It's all in the premise (or, is SpongeBob Squarepants on a higher plane of reality?)
I just finished an enlightening phone call with my congressman's health policy advisor. I had called to give my opinion of an "official business" mailing I had just received ("official business" being the cover for a taxpayer-funded campaign flyer).
No matter how hard I tried, from the staffer's point of view, our debate was over which party has the best plan to lower healthcare costs. I repeatedly noted that her argument begs the question -- she assumes that government is the solution. Regardless of what I said, she wouldn't accept my insistence of a logical fallacy. And she kept coming back to her main premise: Healthcare is too expensive.
So I pulled that thread a bit.
I asked her to explain why healthcare is so expensive. "Many reasons," she replied.
"OK. Since you are the policy expert, give me the top reason," I prodded.
To this she responded, "The incidence of illnesses like type-2 diabetes is on the rise. We need to have people live healthier lives."
I walked her through what I thought was her logic: Since healthcare is too expensive, due to (inter alia) folks not taking care of themselves, government must step in (as there is no other means to lower costs) to manage costs and change lifestyles.
"That's right," she said without hesitation.
So there you have it. Assume that healthcare is too expensive and that government is the solution, and the next logical step is an increased nanny state.
"Just another crisis to feed the Leviathan," I thought.
I reminded the staffer that she is a Republican and that Republicans are supposed to be against government intrusions into personal matters (I do not believe that statement, but I like to hear the rhetorical gymnastics when the political class is confronted with their own hypocrisy).
She rewound back to the beginning, "But healthcare is too expensive."
It's coming. The folks in DC will be snooping in my pantry within 5 years, regardless the party.

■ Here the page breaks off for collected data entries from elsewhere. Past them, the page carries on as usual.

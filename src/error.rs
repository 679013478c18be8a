//! Error taxonomy for the hashgraph core (see spec.md §7).
use thiserror::Error;

/// Errors raised by the Event Store, Graph Relations, Consensus Kernel,
/// Gossip Engine and RPC transport.
#[derive(Debug, Error)]
pub enum Error {
    /// An event referenced a parent signature that is not in the store.
    #[error("parent event missing: {0}")]
    ParentMissing(String),

    /// An event's signature already exists in the store.
    #[error("duplicate event signature")]
    DuplicateSignature,

    /// A structural invariant (self-parent author, cycle, round
    /// regression) was violated. Indicates a bug or a Byzantine peer.
    #[error("structural invariant violated: {0}")]
    StructuralViolation(String),

    /// Transient transport failure; never fatal, retried on the next
    /// gossip interval.
    #[error("rpc transport error: {0}")]
    Rpc(#[from] std::io::Error),

    /// Malformed wire payload.
    #[error("serialization error: {0}")]
    Serialization(#[from] bincode::Error),

    /// The roster file did not include this node's own address.
    #[error("roster does not include local address {0}")]
    NotInRoster(String),
}
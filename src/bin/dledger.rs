//! CLI entry point. Grounded in
//! `examples/original_source/cmd/dledger/main.go`'s port/peers.txt
//! handling, translated into `clap`-derived flags.
use std::path::PathBuf;
use std::time::Duration;

use clap::Parser;

use hashgraph::address::{Address, Roster};
use hashgraph::config::NodeConfig;
use hashgraph::node::Node;

/// Runs a hashgraph node.
#[derive(Parser, Debug)]
#[command(version, about)]
struct Args {
    /// This node's own `host:port`, must appear in the roster file.
    #[arg(long)]
    listen: String,

    /// Path to the roster file (`host:port name` lines).
    #[arg(long, default_value = "peers.txt")]
    peers: PathBuf,

    /// Gossip interval in milliseconds.
    #[arg(long, default_value_t = 500)]
    gossip_interval_ms: u64,
}

fn main() {
    tracing_subscriber::fmt::init();

    let args = Args::parse();
    let local = Address::new(args.listen);

    let roster = match Roster::load(&args.peers, local) {
        Ok(roster) => roster,
        Err(err) => {
            eprintln!("failed to load roster: {err}");
            std::process::exit(1);
        }
    };

    let mut config = NodeConfig::new(roster.local().clone(), args.peers.clone());
    config.gossip_interval = Duration::from_millis(args.gossip_interval_ms);

    let node = Node::new(roster, config);
    node.wait_for_peers(Duration::from_secs(1));

    if let Err(err) = node.start() {
        eprintln!("failed to start node: {err}");
        std::process::exit(1);
    }

    loop {
        std::thread::park();
    }
}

And it will be under cover of reducing healthcare costs.
The reason I initially called was to discuss statements in the flyer where my congressman claims to support, among other things:
-- Permitting students to remain on their parent's policy through the age of 25
-- Continuing the fight against breast cancer by ensuring the availability of annual mammograms.
I asked, "Are there any current federal or state laws that prohibit students from being on their parent's policies or stop women from seeking mammograms?" The staffer couldn't name any.

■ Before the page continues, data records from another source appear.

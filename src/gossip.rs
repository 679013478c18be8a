//! Gossip Engine (spec.md §4.2): peer selection, the two-RPC sync
//! exchange, and failure semantics. Grounded on the original
//! `hashgraphMain` loop's commented-out sync steps and `gossipRoutine`'s
//! call order (select peer, sync, create event).
use std::sync::RwLock;
use std::time::Duration;

use rand::seq::SliceRandom;
use tracing::{debug, warn};

use crate::address::{Address, Roster};
use crate::event::Event;
use crate::rpc::{Client, GetNumberOfMissingEventsRequest, SyncAllEventsRequest};
use crate::store::Store;

/// One full gossip round: pick a random peer, exchange missing-event
/// counts, push events, and let the peer fold in a new self-event linking
/// back to us (the responder-creates-new-event variant, spec.md §4.2 Open
/// Question).
///
/// Returns `false` if no peer could be reached; callers use this only for
/// logging, gossip never stops retrying on failure (spec.md §4.2 Failure
/// semantics).
pub fn gossip_once(store: &RwLock<Store>, roster: &Roster) -> bool {
    let peers: Vec<Address> = roster.peers().cloned().collect();
    let Some(peer) = peers.choose(&mut rand::thread_rng()) else {
        return false;
    };

    let known: Vec<(Address, usize)> = {
        let store = store.read().unwrap();
        store
            .hashgraph_lengths()
            .into_iter()
            .map(|(a, n)| (a, n))
            .collect()
    };

    let missing = match Client::get_number_of_missing_events(
        peer,
        GetNumberOfMissingEventsRequest { known },
    ) {
        Ok(response) => response.missing,
        Err(err) => {
            warn!(peer = %peer, error = %err, "GetNumberOfMissingEvents failed");
            return false;
        }
    };

    let to_send: Vec<Event> = {
        let store = store.read().unwrap();
        missing
            .into_iter()
            .filter(|&(_, count)| count > 0)
            .flat_map(|(author, count)| store.tail_events(&author, count as usize))
            .collect()
    };

    let local = roster.local().clone();
    let response = match Client::sync_all_events(
        peer,
        SyncAllEventsRequest {
            caller: local,
            events: to_send,
        },
    ) {
        Ok(response) => response,
        Err(err) => {
            warn!(peer = %peer, error = %err, "SyncAllEvents failed");
            return false;
        }
    };

    debug!(peer = %peer, appended = response.appended, "gossip round complete");
    true
}

/// Drives [`gossip_once`] forever at `interval`. Intended to run on its
/// own thread (spec.md §5 "gossip initiator thread").
///
/// `DivideRounds`/`DecideFame`/`FindOrder` are not run here: spec.md §4.2
/// step 4 runs them only on the responder, inline with the write lock
/// already held while appending the new self-event (`Node::
/// handle_sync_all_events`). An initiator's own store is never mutated by
/// `gossip_once`, so there is nothing for this loop to process.
pub fn gossip_loop(store: &RwLock<Store>, roster: &Roster, interval: Duration) -> ! {
    loop {
        gossip_once(store, roster);
        std::thread::sleep(interval);
    }
}

#[cfg(test)]
mod tests {
    use super::*;
    use std::time::SystemTime;

    /// A peerless roster never panics, just reports failure.
    #[test]
    fn gossip_once_returns_false_with_no_peers() {
        let local = Address::new("127.0.0.1:9000");
        let roster = Roster::from_pairs(
            [(local.clone(), "solo".to_string())],
            local.clone(),
        )
        .unwrap();
        let store = RwLock::new(Store::new(
            roster.addresses().cloned(),
            &local,
            SystemTime::now(),
        ));
        assert!(!gossip_once(&store, &roster));
    }
}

I said, "Then are you permitting and ensuring? Or are you forcing?" Silence.
I then continued, "So, who is going to pay for these new regulations?"
She responded, "Well, they really don't cost anything. Consider 25-year-old students, they are likely very healthy. They'll improve the pool of insured. So there is no additional cost for keeping them on the policy."
"If that were the case, wouldn't insurance companies already be doing so in order to attract more business?" I added, feeling my head begin to spin.
"Yes. So, why not just make it law?" was the non sequitur.
That's when I realized that it was time for SpongeBob Squarepants -- a return to a reality that I can understand and enjoy.